Below are entries; work out how many of their lines include the string "other", and reply with the number only.

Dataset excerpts
__________

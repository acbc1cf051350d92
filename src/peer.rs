use std::{
    borrow::Borrow,
    fmt::{self, Display},
    net::{IpAddr, SocketAddr},
    sync::Arc,
};

#[cfg(test)]
use quickcheck::Arbitrary;

/// A [PeerKey] identifies a probed peer, usually by the string form of its resolved address.
///
/// Keys are stored both in the tracker's registry and in its ranking order, so cloning
/// only bumps a reference count.
#[repr(transparent)]
#[derive(Clone, PartialEq, Eq, PartialOrd, Ord, Hash, Debug)]
#[cfg_attr(feature = "serde", derive(serde::Serialize), serde(transparent))]
pub struct PeerKey(Arc<str>);

impl PeerKey {
    pub fn new(key: impl AsRef<str>) -> Self {
        Self(Arc::from(key.as_ref()))
    }

    pub fn as_str(&self) -> &str {
        &self.0
    }
}

impl Display for PeerKey {
    fn fmt(&self, f: &mut fmt::Formatter<'_>) -> fmt::Result {
        f.write_str(&self.0)
    }
}

impl AsRef<str> for PeerKey {
    fn as_ref(&self) -> &str {
        &self.0
    }
}

impl Borrow<str> for PeerKey {
    fn borrow(&self) -> &str {
        &self.0
    }
}

impl From<&str> for PeerKey {
    fn from(key: &str) -> Self {
        Self::new(key)
    }
}

impl From<String> for PeerKey {
    fn from(key: String) -> Self {
        Self(Arc::from(key))
    }
}

impl From<IpAddr> for PeerKey {
    fn from(addr: IpAddr) -> Self {
        Self::from(addr.to_string())
    }
}

impl From<SocketAddr> for PeerKey {
    fn from(addr: SocketAddr) -> Self {
        Self::from(addr.to_string())
    }
}

impl PartialEq<str> for PeerKey {
    fn eq(&self, other: &str) -> bool {
        self.as_str() == other
    }
}

impl PartialEq<&str> for PeerKey {
    fn eq(&self, other: &&str) -> bool {
        self.as_str() == *other
    }
}

#[cfg(test)]
impl Arbitrary for PeerKey {
    fn arbitrary(g: &mut quickcheck::Gen) -> Self {
        PeerKey::from(String::arbitrary(g))
    }
}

__________

> Result of this task
4